La première mi-temps du match fut placée sous le double signe du
combat, tout particulièrement entre avants, et de la défense. Celle
des Gallois, en mode "rush", se voulait agressive. Elle fut aussi à
la limite de la régularité. Un croc en jambe d'Alun Wyn Jones
vaudra un carton jaune au deuxième ligne des Ospreys. Avec de
grosses conséquences : avec un joueur en moins, les Gallois ont
fini par concéder un essai, au terme d’un pilonnage en règle
des avants Anglais juste avant la mi-temps. Puis au retour des
vestiaires, sur une récupération autoritaire du ballon dans un
ruck, les hommes de Martin Johnson ont doublé la mise. En dix
minutes, les hommes de Warren Gatland ont encaissé un 14-0 qui
sonnait comme un coup de massue.
A vrai dire, on pensait, à ce moment du match, le XV de la rose sûr
de son fait. Et on s’attendait même à voir craquer
définitivement les diables rouges. Menés de 17 points, les Gallois
se sont pourtant décidés à réagir, et plus seulement à défendre.
Jouant enfin au ballon, tentant des angles de courses tranchants
avec des soutiens offensifs opportuns, les Gallois ont peu à peu
fait vaciller l’assurance anglaise. Ils parvinrent à inscrire
un essai, celui de l’espoir (20 à 10, à trente minutes du
terme).
Les
débats s’équilibrèrent ensuite, chaque équipe se procurant
tour à tour des demi-occasions d’inscrire des points. Mais
fautes de main et mauvais choix ont longtemps permis aux défenses
de prendre le pas sur les attaques. Jusqu'à un exploit personnel de
James Hook, pourtant en difficulté pendant les soixante-dix
premières minutes, autorisant les Gallois à équilibrer au score un
match qui l’était sur le terrain (20 – 17 à la 72ème
minute).
Les
dix dernières minutes furent assez haletantes, le Pays de Galles
paraissant en mesure de réussir l'impensable renversement de
situation.
Et
alors qu’on les trouvaient faiblissants, les Anglais
parvinrent à reprendre le large grâce à une interception de Delon
Armitage conclue par James Haskell (2 essais pour le flanker du
Stade Français).
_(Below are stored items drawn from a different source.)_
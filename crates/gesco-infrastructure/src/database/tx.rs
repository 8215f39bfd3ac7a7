//! Transaction de requête
//!
//! Une transaction par requête HTTP : ouverte à l'entrée, commitée sur
//! succès, rollbackée sur toute erreur, par la couche HTTP uniquement. Les
//! repositories empruntent la connexion via [`Tx::conn`] ; aucun d'eux ne
//! commit. Le handle se clone librement à l'intérieur d'une même requête et
//! n'est jamais partagé entre requêtes.

use std::ops::{Deref, DerefMut};
use std::sync::Arc;

use sqlx::{PgConnection, PgPool, Postgres, Transaction};
use tokio::sync::{Mutex, OwnedMutexGuard};

use gesco_core::error::DomainError;

type TxSlot = Option<Transaction<'static, Postgres>>;

#[derive(Clone)]
pub struct Tx {
    slot: Arc<Mutex<TxSlot>>,
}

impl Tx {
    pub async fn begin(pool: &PgPool) -> Result<Self, sqlx::Error> {
        let tx = pool.begin().await?;
        Ok(Self {
            slot: Arc::new(Mutex::new(Some(tx))),
        })
    }

    /// Emprunte la connexion de la transaction. Erreur interne si la
    /// transaction est déjà terminée (un handler ne doit jamais survivre à
    /// sa requête).
    pub async fn conn(&self) -> Result<TxConn, DomainError> {
        let guard = self.slot.clone().lock_owned().await;
        if guard.is_none() {
            return Err(DomainError::Internal(
                "transaction already completed".to_string(),
            ));
        }
        Ok(TxConn { guard })
    }

    /// Commit, au plus une fois. No-op si déjà terminée.
    pub async fn commit(&self) -> Result<(), sqlx::Error> {
        match self.slot.lock().await.take() {
            Some(tx) => tx.commit().await,
            None => Ok(()),
        }
    }

    /// Rollback, au plus une fois. No-op si déjà terminée.
    pub async fn rollback(&self) -> Result<(), sqlx::Error> {
        match self.slot.lock().await.take() {
            Some(tx) => tx.rollback().await,
            None => Ok(()),
        }
    }
}

/// Garde exclusive sur la connexion de la transaction, déréférençable en
/// `&mut PgConnection` pour les exécuteurs sqlx.
pub struct TxConn {
    guard: OwnedMutexGuard<TxSlot>,
}

impl Deref for TxConn {
    type Target = PgConnection;

    fn deref(&self) -> &Self::Target {
        // Invariant : construit uniquement sur un slot occupé, et la garde
        // exclut tout commit/rollback concurrent.
        self.guard.as_deref().expect("transaction slot is occupied")
    }
}

impl DerefMut for TxConn {
    fn deref_mut(&mut self) -> &mut Self::Target {
        self.guard
            .as_deref_mut()
            .expect("transaction slot is occupied")
    }
}
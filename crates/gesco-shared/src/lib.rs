//! # Gesco Shared
//!
//! Configuration, telemetry and startup error types shared by every crate.

pub mod config;
pub mod error;
pub mod telemetry;
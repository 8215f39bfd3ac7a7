//! Module Partenaires : tiers et contacts
//!
//! Un contact n'a pas d'entreprise en propre : elle se résout via son tiers
//! avant toute lecture ou écriture (règle des ressources imbriquées).

use axum::extract::{Path, Query, State};
use axum::http::StatusCode;
use axum::routing::{delete, get};
use axum::{Json, Router};

use gesco_core::domain::{Contact, ContactCreate, PermAction, Tiers, TiersCreate, TiersUpdate};
use gesco_core::services::{require_tenant, validated_entreprise_id, TiersService};
use gesco_infrastructure::database::Tx;
use gesco_infrastructure::postgres::{PgContactRepository, PgTiersRepository};

use crate::error::{validate_payload, ApiError};
use crate::extract::{CurrentUser, DbTx};
use crate::handlers::{access_control, ListQuery};
use crate::state::AppState;

const MODULE: &str = "partenaires";

pub fn router() -> Router<AppState> {
    Router::new()
        .route("/partenaires/tiers", get(list_tiers).post(create_tiers))
        .route(
            "/partenaires/tiers/{id}",
            get(get_tiers).patch(update_tiers).delete(delete_tiers),
        )
        .route(
            "/partenaires/tiers/{id}/contacts",
            get(list_contacts).post(create_contact),
        )
        .route("/partenaires/contacts/{id}", delete(delete_contact))
}

fn tiers_service(tx: &Tx) -> TiersService<PgTiersRepository, PgContactRepository> {
    TiersService::new(
        PgTiersRepository::new(tx.clone()),
        PgContactRepository::new(tx.clone()),
    )
}

async fn list_tiers(
    State(state): State<AppState>,
    CurrentUser(principal): CurrentUser,
    DbTx(tx): DbTx,
    Query(query): Query<ListQuery>,
) -> Result<Json<Vec<Tiers>>, ApiError> {
    access_control(&state, &tx)
        .require_permission(&principal, MODULE, PermAction::Read)
        .await?;
    let entreprise_id = validated_entreprise_id(&principal, query.entreprise_id)?;
    let items = tiers_service(&tx)
        .list(entreprise_id, &query.page_filter())
        .await?;
    Ok(Json(items))
}

async fn get_tiers(
    State(state): State<AppState>,
    CurrentUser(principal): CurrentUser,
    DbTx(tx): DbTx,
    Path(id): Path<i64>,
) -> Result<Json<Tiers>, ApiError> {
    access_control(&state, &tx)
        .require_permission(&principal, MODULE, PermAction::Read)
        .await?;
    let tiers = tiers_service(&tx).get_or_404(id).await?;
    require_tenant(&principal, tiers.entreprise_id)?;
    Ok(Json(tiers))
}

async fn create_tiers(
    State(state): State<AppState>,
    CurrentUser(principal): CurrentUser,
    DbTx(tx): DbTx,
    Query(query): Query<ListQuery>,
    Json(payload): Json<TiersCreate>,
) -> Result<(StatusCode, Json<Tiers>), ApiError> {
    validate_payload(&payload)?;
    access_control(&state, &tx)
        .require_permission(&principal, MODULE, PermAction::Write)
        .await?;
    let entreprise_id = validated_entreprise_id(&principal, query.entreprise_id)?;
    let tiers = tiers_service(&tx).create(entreprise_id, payload).await?;
    Ok((StatusCode::CREATED, Json(tiers)))
}

async fn update_tiers(
    State(state): State<AppState>,
    CurrentUser(principal): CurrentUser,
    DbTx(tx): DbTx,
    Path(id): Path<i64>,
    Json(payload): Json<TiersUpdate>,
) -> Result<Json<Tiers>, ApiError> {
    validate_payload(&payload)?;
    access_control(&state, &tx)
        .require_permission(&principal, MODULE, PermAction::Write)
        .await?;
    let service = tiers_service(&tx);
    let tiers = service.get_or_404(id).await?;
    require_tenant(&principal, tiers.entreprise_id)?;
    let tiers = service.update(id, payload).await?;
    Ok(Json(tiers))
}

async fn delete_tiers(
    State(state): State<AppState>,
    CurrentUser(principal): CurrentUser,
    DbTx(tx): DbTx,
    Path(id): Path<i64>,
) -> Result<StatusCode, ApiError> {
    access_control(&state, &tx)
        .require_permission(&principal, MODULE, PermAction::Write)
        .await?;
    let service = tiers_service(&tx);
    let tiers = service.get_or_404(id).await?;
    require_tenant(&principal, tiers.entreprise_id)?;
    service.delete_soft(id).await?;
    Ok(StatusCode::NO_CONTENT)
}

// --- Contacts ---

async fn list_contacts(
    State(state): State<AppState>,
    CurrentUser(principal): CurrentUser,
    DbTx(tx): DbTx,
    Path(id): Path<i64>,
) -> Result<Json<Vec<Contact>>, ApiError> {
    access_control(&state, &tx)
        .require_permission(&principal, MODULE, PermAction::Read)
        .await?;
    let service = tiers_service(&tx);
    let tiers = service.get_or_404(id).await?;
    require_tenant(&principal, tiers.entreprise_id)?;
    let contacts = service.list_contacts(id).await?;
    Ok(Json(contacts))
}

async fn create_contact(
    State(state): State<AppState>,
    CurrentUser(principal): CurrentUser,
    DbTx(tx): DbTx,
    Path(id): Path<i64>,
    Json(payload): Json<ContactCreate>,
) -> Result<(StatusCode, Json<Contact>), ApiError> {
    validate_payload(&payload)?;
    access_control(&state, &tx)
        .require_permission(&principal, MODULE, PermAction::Write)
        .await?;
    let service = tiers_service(&tx);
    let tiers = service.get_or_404(id).await?;
    require_tenant(&principal, tiers.entreprise_id)?;
    let contact = service.create_contact(id, payload).await?;
    Ok((StatusCode::CREATED, Json(contact)))
}

async fn delete_contact(
    State(state): State<AppState>,
    CurrentUser(principal): CurrentUser,
    DbTx(tx): DbTx,
    Path(id): Path<i64>,
) -> Result<StatusCode, ApiError> {
    access_control(&state, &tx)
        .require_permission(&principal, MODULE, PermAction::Write)
        .await?;
    let service = tiers_service(&tx);
    let entreprise_id = service.owning_entreprise_of_contact(id).await?;
    require_tenant(&principal, entreprise_id)?;
    service.delete_contact(id).await?;
    Ok(StatusCode::NO_CONTENT)
}
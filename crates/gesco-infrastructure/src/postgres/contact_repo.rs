use async_trait::async_trait;
use chrono::{DateTime, Utc};
use sqlx::FromRow;

use gesco_core::domain::{Contact, ContactCreate};
use gesco_core::error::DomainError;
use gesco_core::repositories::ContactRepository;

use crate::database::Tx;
use crate::postgres::db_err;

const COLUMNS: &str = "id, tiers_id, nom, fonction, telephone, email, created_at, updated_at";

pub struct PgContactRepository {
    tx: Tx,
}

impl PgContactRepository {
    pub fn new(tx: Tx) -> Self {
        Self { tx }
    }
}

#[derive(Debug, FromRow)]
struct ContactRow {
    id: i64,
    tiers_id: i64,
    nom: String,
    fonction: Option<String>,
    telephone: Option<String>,
    email: Option<String>,
    created_at: DateTime<Utc>,
    updated_at: DateTime<Utc>,
}

impl From<ContactRow> for Contact {
    fn from(row: ContactRow) -> Self {
        Contact {
            id: row.id,
            tiers_id: row.tiers_id,
            nom: row.nom,
            fonction: row.fonction,
            telephone: row.telephone,
            email: row.email,
            created_at: row.created_at,
            updated_at: row.updated_at,
        }
    }
}

#[async_trait]
impl ContactRepository for PgContactRepository {
    async fn find_by_id(&self, id: i64) -> Result<Option<Contact>, DomainError> {
        let mut conn = self.tx.conn().await?;
        let row: Option<ContactRow> =
            sqlx::query_as(&format!("SELECT {COLUMNS} FROM contacts WHERE id = $1"))
                .bind(id)
                .fetch_optional(&mut *conn)
                .await
                .map_err(db_err)?;
        Ok(row.map(Into::into))
    }

    async fn find_by_tiers(&self, tiers_id: i64) -> Result<Vec<Contact>, DomainError> {
        let mut conn = self.tx.conn().await?;
        let rows: Vec<ContactRow> = sqlx::query_as(&format!(
            "SELECT {COLUMNS} FROM contacts WHERE tiers_id = $1 ORDER BY nom"
        ))
        .bind(tiers_id)
        .fetch_all(&mut *conn)
        .await
        .map_err(db_err)?;
        Ok(rows.into_iter().map(Into::into).collect())
    }

    async fn insert(&self, tiers_id: i64, data: &ContactCreate) -> Result<Contact, DomainError> {
        let mut conn = self.tx.conn().await?;
        let row: ContactRow = sqlx::query_as(&format!(
            "INSERT INTO contacts (tiers_id, nom, fonction, telephone, email) \
             VALUES ($1, $2, $3, $4, $5) \
             RETURNING {COLUMNS}"
        ))
        .bind(tiers_id)
        .bind(&data.nom)
        .bind(&data.fonction)
        .bind(&data.telephone)
        .bind(&data.email)
        .fetch_one(&mut *conn)
        .await
        .map_err(db_err)?;
        Ok(row.into())
    }

    async fn delete(&self, id: i64) -> Result<bool, DomainError> {
        let mut conn = self.tx.conn().await?;
        let result = sqlx::query("DELETE FROM contacts WHERE id = $1")
            .bind(id)
            .execute(&mut *conn)
            .await
            .map_err(db_err)?;
        Ok(result.rows_affected() > 0)
    }
}
//! Configuration management
//!
//! Every value is read from the environment (or a `.env` file loaded by the
//! binary). Variable names are flat and uppercase: `SECRET_KEY`,
//! `DATABASE_URL`, `ACCESS_TOKEN_EXPIRE_MINUTES`, ...

use config::{Config, ConfigError, Environment};
use serde::Deserialize;

#[derive(Debug, Deserialize, Clone)]
pub struct Settings {
    // Application
    pub app_name: String,
    pub app_env: String,
    pub host: String,
    pub port: u16,
    pub api_v1_prefix: String,

    // Database
    pub database_url: String,
    pub database_pool_size: u32,
    pub database_max_overflow: u32,

    // Security & JWT
    pub secret_key: String,
    pub algorithm: String,
    pub access_token_expire_minutes: i64,
    pub refresh_token_expire_days: i64,
    pub bcrypt_rounds: u32,
    pub rate_limit_per_minute: u32,
    /// Roles without any configured grant pass the permission gate when true.
    /// Legacy behaviour; new deployments should seed grants and flip this off.
    pub permissions_default_open: bool,

    // CORS
    pub cors_origins: String,
    pub cors_allow_credentials: bool,

    // Logging
    pub log_level: String,
    pub log_format: String,
    pub log_file: Option<String>,
}

impl Settings {
    pub fn load() -> Result<Self, ConfigError> {
        let config = Config::builder()
            .set_default("app_name", "Gesco")?
            .set_default("app_env", "development")?
            .set_default("host", "0.0.0.0")?
            .set_default("port", 8000)?
            .set_default("api_v1_prefix", "/api/v1")?
            .set_default("database_pool_size", 5)?
            .set_default("database_max_overflow", 10)?
            .set_default("algorithm", "HS256")?
            .set_default("access_token_expire_minutes", 60)?
            .set_default("refresh_token_expire_days", 7)?
            .set_default("bcrypt_rounds", 12)?
            .set_default("rate_limit_per_minute", 60)?
            .set_default("permissions_default_open", true)?
            .set_default("cors_origins", "*")?
            .set_default("cors_allow_credentials", true)?
            .set_default("log_level", "INFO")?
            .set_default("log_format", "json")?
            .add_source(Environment::default().try_parsing(true))
            .build()?;
        let settings: Settings = config.try_deserialize()?;
        settings.validate()?;
        Ok(settings)
    }

    fn validate(&self) -> Result<(), ConfigError> {
        if self.secret_key.len() < 32 {
            return Err(ConfigError::Message(
                "SECRET_KEY must be at least 32 characters".into(),
            ));
        }
        if !(4..=18).contains(&self.bcrypt_rounds) {
            return Err(ConfigError::Message(
                "BCRYPT_ROUNDS must be between 4 and 18".into(),
            ));
        }
        Ok(())
    }

    /// CORS origins as a list; `*` (or empty) allows every origin.
    pub fn cors_origins_list(&self) -> Vec<String> {
        let raw = self.cors_origins.trim();
        if raw.is_empty() || raw == "*" {
            return vec!["*".to_string()];
        }
        raw.split(',')
            .map(|o| o.trim().to_string())
            .filter(|o| !o.is_empty())
            .collect()
    }
}

#[cfg(test)]
mod tests {
    use super::*;

    fn base() -> Settings {
        Settings {
            app_name: "Gesco".into(),
            app_env: "test".into(),
            host: "127.0.0.1".into(),
            port: 8000,
            api_v1_prefix: "/api/v1".into(),
            database_url: "postgres://localhost/gesco".into(),
            database_pool_size: 5,
            database_max_overflow: 10,
            secret_key: "0123456789abcdef0123456789abcdef".into(),
            algorithm: "HS256".into(),
            access_token_expire_minutes: 60,
            refresh_token_expire_days: 7,
            bcrypt_rounds: 4,
            rate_limit_per_minute: 0,
            permissions_default_open: true,
            cors_origins: "*".into(),
            cors_allow_credentials: true,
            log_level: "INFO".into(),
            log_format: "text".into(),
            log_file: None,
        }
    }

    #[test]
    fn secret_key_too_short_is_rejected() {
        let mut s = base();
        s.secret_key = "short".into();
        assert!(s.validate().is_err());
    }

    #[test]
    fn bcrypt_rounds_out_of_range_is_rejected() {
        let mut s = base();
        s.bcrypt_rounds = 3;
        assert!(s.validate().is_err());
        s.bcrypt_rounds = 19;
        assert!(s.validate().is_err());
        s.bcrypt_rounds = 12;
        assert!(s.validate().is_ok());
    }

    #[test]
    fn cors_origins_star_and_list() {
        let mut s = base();
        assert_eq!(s.cors_origins_list(), vec!["*".to_string()]);
        s.cors_origins = "http://localhost:3000, http://gesco.cm".into();
        assert_eq!(
            s.cors_origins_list(),
            vec![
                "http://localhost:3000".to_string(),
                "http://gesco.cm".to_string()
            ]
        );
    }
}
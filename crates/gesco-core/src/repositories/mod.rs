//! Repository traits
//!
//! Narrow persistence seams implemented by `gesco-infrastructure` on the
//! request transaction. Every implementation must filter out tombstoned
//! rows (`deleted_at IS NULL`) so soft-deleted entities never leak upward.

mod contact_repository;
mod devis_repository;
mod entreprise_repository;
mod licence_repository;
mod permission_repository;
mod role_repository;
mod tiers_repository;
mod utilisateur_repository;

pub use contact_repository::ContactRepository;
pub use devis_repository::DevisRepository;
pub use entreprise_repository::EntrepriseRepository;
pub use licence_repository::{LicenceFilter, LicenceRepository};
pub use permission_repository::PermissionRepository;
pub use role_repository::RoleRepository;
pub use tiers_repository::TiersRepository;
pub use utilisateur_repository::UtilisateurRepository;

#[cfg(test)]
pub use contact_repository::MockContactRepository;
#[cfg(test)]
pub use devis_repository::MockDevisRepository;
#[cfg(test)]
pub use entreprise_repository::MockEntrepriseRepository;
#[cfg(test)]
pub use licence_repository::MockLicenceRepository;
#[cfg(test)]
pub use permission_repository::MockPermissionRepository;
#[cfg(test)]
pub use role_repository::MockRoleRepository;
#[cfg(test)]
pub use tiers_repository::MockTiersRepository;
#[cfg(test)]
pub use utilisateur_repository::MockUtilisateurRepository;

/// Pagination et filtres communs aux listes.
#[derive(Debug, Clone, Default)]
pub struct PageFilter {
    pub skip: i64,
    pub limit: i64,
    pub actif_only: bool,
    pub search: Option<String>,
}

impl PageFilter {
    pub fn page(skip: i64, limit: i64) -> Self {
        Self {
            skip,
            limit,
            ..Default::default()
        }
    }
}
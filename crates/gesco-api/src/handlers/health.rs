//! Endpoints publics : racine et santé

use axum::extract::State;
use axum::Json;
use serde_json::{json, Value};

use crate::state::AppState;

/// GET / — infos service, sans authentification.
pub async fn root(State(state): State<AppState>) -> Json<Value> {
    Json(json!({
        "app": state.settings.app_name,
        "version": env!("CARGO_PKG_VERSION"),
        "health": "/health",
        "api_v1": state.settings.api_v1_prefix,
    }))
}

/// GET /health — sans authentification ni accès base, pour les load
/// balancers.
pub async fn health_check() -> Json<Value> {
    Json(json!({"status": "ok", "service": "gesco"}))
}
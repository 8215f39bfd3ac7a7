//! Application services
//!
//! Un service par ressource, construit au fil de la requête sur les
//! repositories branchés sur la transaction courante. Aucun service ne
//! commit : la portée transactionnelle appartient à la couche HTTP.

pub mod access;
pub mod auth;
pub mod devis;
pub mod entreprise;
pub mod licence;
pub mod role;
pub mod tiers;
pub mod utilisateur;

pub use access::{require_tenant, validated_entreprise_id, AccessControl};
pub use auth::{AuthService, TokenPair};
pub use devis::DevisService;
pub use entreprise::EntrepriseService;
pub use licence::LicenceService;
pub use role::RoleService;
pub use tiers::TiersService;
pub use utilisateur::UtilisateurService;
//! Portée transactionnelle par requête
//!
//! Une transaction est ouverte à l'entrée, exposée aux handlers via les
//! extensions, puis commitée si la réponse est un succès et rollbackée dès
//! qu'un statut d'erreur sort (les refus d'autorisation compris). Exactement
//! un commit ou un rollback par requête ; un commit qui échoue devient un
//! 500 au format standard.

use axum::extract::{Request, State};
use axum::middleware::Next;
use axum::response::{IntoResponse, Response};
use tracing::error;

use gesco_infrastructure::database::Tx;

use crate::error::ApiError;
use crate::state::AppState;

pub async fn transaction_layer(
    State(state): State<AppState>,
    mut request: Request,
    next: Next,
) -> Response {
    let tx = match Tx::begin(&state.pool).await {
        Ok(tx) => tx,
        Err(e) => {
            error!("failed to begin transaction: {e}");
            return ApiError::internal().into_response();
        }
    };
    request.extensions_mut().insert(tx.clone());

    let response = next.run(request).await;

    if response.status().is_client_error() || response.status().is_server_error() {
        if let Err(e) = tx.rollback().await {
            error!("rollback failed: {e}");
        }
        return response;
    }
    match tx.commit().await {
        Ok(()) => response,
        Err(e) => {
            error!("commit failed: {e}");
            ApiError::internal().into_response()
        }
    }
}
//! Use case Utilisateur (par entreprise)

use gesco_security::password::PasswordService;

use crate::domain::{NewUtilisateur, Utilisateur, UtilisateurCreate, UtilisateurUpdate};
use crate::error::DomainError;
use crate::messages;
use crate::repositories::{
    EntrepriseRepository, PageFilter, RoleRepository, UtilisateurRepository,
};

pub struct UtilisateurService<U, E, R>
where
    U: UtilisateurRepository,
    E: EntrepriseRepository,
    R: RoleRepository,
{
    users: U,
    entreprises: E,
    roles: R,
    passwords: PasswordService,
}

impl<U, E, R> UtilisateurService<U, E, R>
where
    U: UtilisateurRepository,
    E: EntrepriseRepository,
    R: RoleRepository,
{
    pub fn new(users: U, entreprises: E, roles: R, passwords: PasswordService) -> Self {
        Self {
            users,
            entreprises,
            roles,
            passwords,
        }
    }

    pub async fn get_or_404(&self, id: i64) -> Result<Utilisateur, DomainError> {
        self.users
            .find_by_id(id)
            .await?
            .ok_or_else(|| DomainError::not_found(messages::UTILISATEUR_NOT_FOUND))
    }

    pub async fn list(
        &self,
        entreprise_id: i64,
        filter: &PageFilter,
    ) -> Result<Vec<Utilisateur>, DomainError> {
        if self.entreprises.find_by_id(entreprise_id).await?.is_none() {
            return Err(DomainError::not_found(messages::ENTREPRISE_NOT_FOUND));
        }
        self.users.find_by_entreprise(entreprise_id, filter).await
    }

    pub async fn create(&self, data: UtilisateurCreate) -> Result<Utilisateur, DomainError> {
        if self
            .entreprises
            .find_by_id(data.entreprise_id)
            .await?
            .is_none()
        {
            return Err(DomainError::not_found(messages::ENTREPRISE_NOT_FOUND));
        }
        if self.roles.find_by_id(data.role_id).await?.is_none() {
            return Err(DomainError::not_found(messages::ROLE_NOT_FOUND));
        }
        let login = data.login.trim().to_string();
        if login.is_empty() {
            return Err(DomainError::bad_request(messages::UTILISATEUR_LOGIN_INVALID));
        }
        if self
            .users
            .find_by_entreprise_and_login(data.entreprise_id, &login)
            .await?
            .is_some()
        {
            return Err(DomainError::conflict(messages::UTILISATEUR_LOGIN_EXISTS));
        }
        let password_hash = self
            .passwords
            .hash(&data.mot_de_passe)
            .map_err(|e| DomainError::Internal(e.to_string()))?;
        let new_user = NewUtilisateur {
            entreprise_id: data.entreprise_id,
            role_id: data.role_id,
            login,
            email: data.email,
            nom: data.nom,
            prenom: data.prenom,
            password_hash,
            is_active: data.is_active,
        };
        self.users.insert(&new_user).await
    }

    pub async fn update(
        &self,
        id: i64,
        data: UtilisateurUpdate,
    ) -> Result<Utilisateur, DomainError> {
        let mut user = self.get_or_404(id).await?;
        if let Some(role_id) = data.role_id {
            if self.roles.find_by_id(role_id).await?.is_none() {
                return Err(DomainError::not_found(messages::ROLE_NOT_FOUND));
            }
            user.role_id = role_id;
        }
        if let Some(mot_de_passe) = data.mot_de_passe {
            user.password_hash = self
                .passwords
                .hash(&mot_de_passe)
                .map_err(|e| DomainError::Internal(e.to_string()))?;
        }
        if let Some(email) = data.email {
            user.email = Some(email);
        }
        if let Some(nom) = data.nom {
            user.nom = Some(nom);
        }
        if let Some(prenom) = data.prenom {
            user.prenom = Some(prenom);
        }
        if let Some(is_active) = data.is_active {
            user.is_active = is_active;
        }
        self.users.update(&user).await
    }

    pub async fn delete_soft(&self, id: i64) -> Result<(), DomainError> {
        self.get_or_404(id).await?;
        self.users.soft_delete(id).await
    }
}
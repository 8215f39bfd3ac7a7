use async_trait::async_trait;
use chrono::{DateTime, Utc};
use sqlx::FromRow;

use gesco_core::domain::{Role, RoleCreate};
use gesco_core::error::DomainError;
use gesco_core::messages;
use gesco_core::repositories::RoleRepository;

use crate::database::Tx;
use crate::postgres::{db_err, map_db_err};

const COLUMNS: &str = "id, entreprise_id, code, libelle, created_at, updated_at";

pub struct PgRoleRepository {
    tx: Tx,
}

impl PgRoleRepository {
    pub fn new(tx: Tx) -> Self {
        Self { tx }
    }
}

#[derive(Debug, FromRow)]
struct RoleRow {
    id: i64,
    entreprise_id: Option<i64>,
    code: String,
    libelle: String,
    created_at: DateTime<Utc>,
    updated_at: DateTime<Utc>,
}

impl From<RoleRow> for Role {
    fn from(row: RoleRow) -> Self {
        Role {
            id: row.id,
            entreprise_id: row.entreprise_id,
            code: row.code,
            libelle: row.libelle,
            created_at: row.created_at,
            updated_at: row.updated_at,
        }
    }
}

#[async_trait]
impl RoleRepository for PgRoleRepository {
    async fn find_by_id(&self, id: i64) -> Result<Option<Role>, DomainError> {
        let mut conn = self.tx.conn().await?;
        let row: Option<RoleRow> =
            sqlx::query_as(&format!("SELECT {COLUMNS} FROM roles WHERE id = $1"))
                .bind(id)
                .fetch_optional(&mut *conn)
                .await
                .map_err(db_err)?;
        Ok(row.map(Into::into))
    }

    async fn find_all(
        &self,
        entreprise_id: Option<i64>,
        skip: i64,
        limit: i64,
    ) -> Result<Vec<Role>, DomainError> {
        let mut conn = self.tx.conn().await?;
        // entreprise_id donné : rôles de l'entreprise + rôles système.
        let rows: Vec<RoleRow> = sqlx::query_as(&format!(
            "SELECT {COLUMNS} FROM roles \
             WHERE ($1::bigint IS NULL OR entreprise_id = $1 OR entreprise_id IS NULL) \
             ORDER BY code \
             OFFSET $2 LIMIT $3"
        ))
        .bind(entreprise_id)
        .bind(skip)
        .bind(limit)
        .fetch_all(&mut *conn)
        .await
        .map_err(db_err)?;
        Ok(rows.into_iter().map(Into::into).collect())
    }

    async fn exists_by_entreprise_and_code(
        &self,
        entreprise_id: Option<i64>,
        code: &str,
        exclude_id: Option<i64>,
    ) -> Result<bool, DomainError> {
        let mut conn = self.tx.conn().await?;
        let found: Option<i64> = sqlx::query_scalar(
            "SELECT id FROM roles \
             WHERE entreprise_id IS NOT DISTINCT FROM $1 AND code = $2 \
               AND ($3::bigint IS NULL OR id <> $3) \
             LIMIT 1",
        )
        .bind(entreprise_id)
        .bind(code)
        .bind(exclude_id)
        .fetch_optional(&mut *conn)
        .await
        .map_err(db_err)?;
        Ok(found.is_some())
    }

    async fn insert(&self, data: &RoleCreate) -> Result<Role, DomainError> {
        let mut conn = self.tx.conn().await?;
        let row: RoleRow = sqlx::query_as(&format!(
            "INSERT INTO roles (entreprise_id, code, libelle) \
             VALUES ($1, $2, $3) \
             RETURNING {COLUMNS}"
        ))
        .bind(data.entreprise_id)
        .bind(&data.code)
        .bind(&data.libelle)
        .fetch_one(&mut *conn)
        .await
        .map_err(|e| map_db_err(e, messages::ROLE_CODE_EXISTS))?;
        Ok(row.into())
    }

    async fn update(&self, role: &Role) -> Result<Role, DomainError> {
        let mut conn = self.tx.conn().await?;
        let row: RoleRow = sqlx::query_as(&format!(
            "UPDATE roles SET code = $2, libelle = $3, updated_at = NOW() \
             WHERE id = $1 \
             RETURNING {COLUMNS}"
        ))
        .bind(role.id)
        .bind(&role.code)
        .bind(&role.libelle)
        .fetch_one(&mut *conn)
        .await
        .map_err(|e| map_db_err(e, messages::ROLE_CODE_EXISTS))?;
        Ok(row.into())
    }
}
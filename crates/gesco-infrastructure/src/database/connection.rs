//! Database connection pool

use sqlx::{postgres::PgPoolOptions, PgPool};
use std::time::Duration;

/// `pool_size` + `max_overflow` borne le nombre total de connexions ; chaque
/// requête HTTP en détient exactement une, le temps de sa transaction.
pub async fn create_pool(
    url: &str,
    pool_size: u32,
    max_overflow: u32,
) -> Result<PgPool, sqlx::Error> {
    PgPoolOptions::new()
        .max_connections(pool_size + max_overflow)
        .acquire_timeout(Duration::from_secs(3))
        .connect(url)
        .await
}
Une dernière pénalité de Jonny Wilkinson (monsieur
100% lors de ce match) donnait au score une ampleur que la première
mi-temps ne laissait pas forcément présager (30-17, score
final).
Au final, on aura assisté à vingt minutes de rugby d'attaque, ce
qui est correct, mais quelque peu décevant pour une fête de
centenaire. Les joueurs anglais ont alterné le bon et le moyen,
tant il est clair que l'intensité ne fait pas tout. Les Diables
rouges ont quant à eux développé par intermittence le rugby qui les
avait faits roi d’Europe il y a deux ans.
Même
dangereux, le Pays de Galles n’est plus tout à fait celui qui
éclaboussa de son talent le Tournoi 2008.
Même
en retrait, l'Angleterre demeure capable d'imposer un gros combat à
ses adversaires et d'éclairer, par instant, la grisaille de son
rugby.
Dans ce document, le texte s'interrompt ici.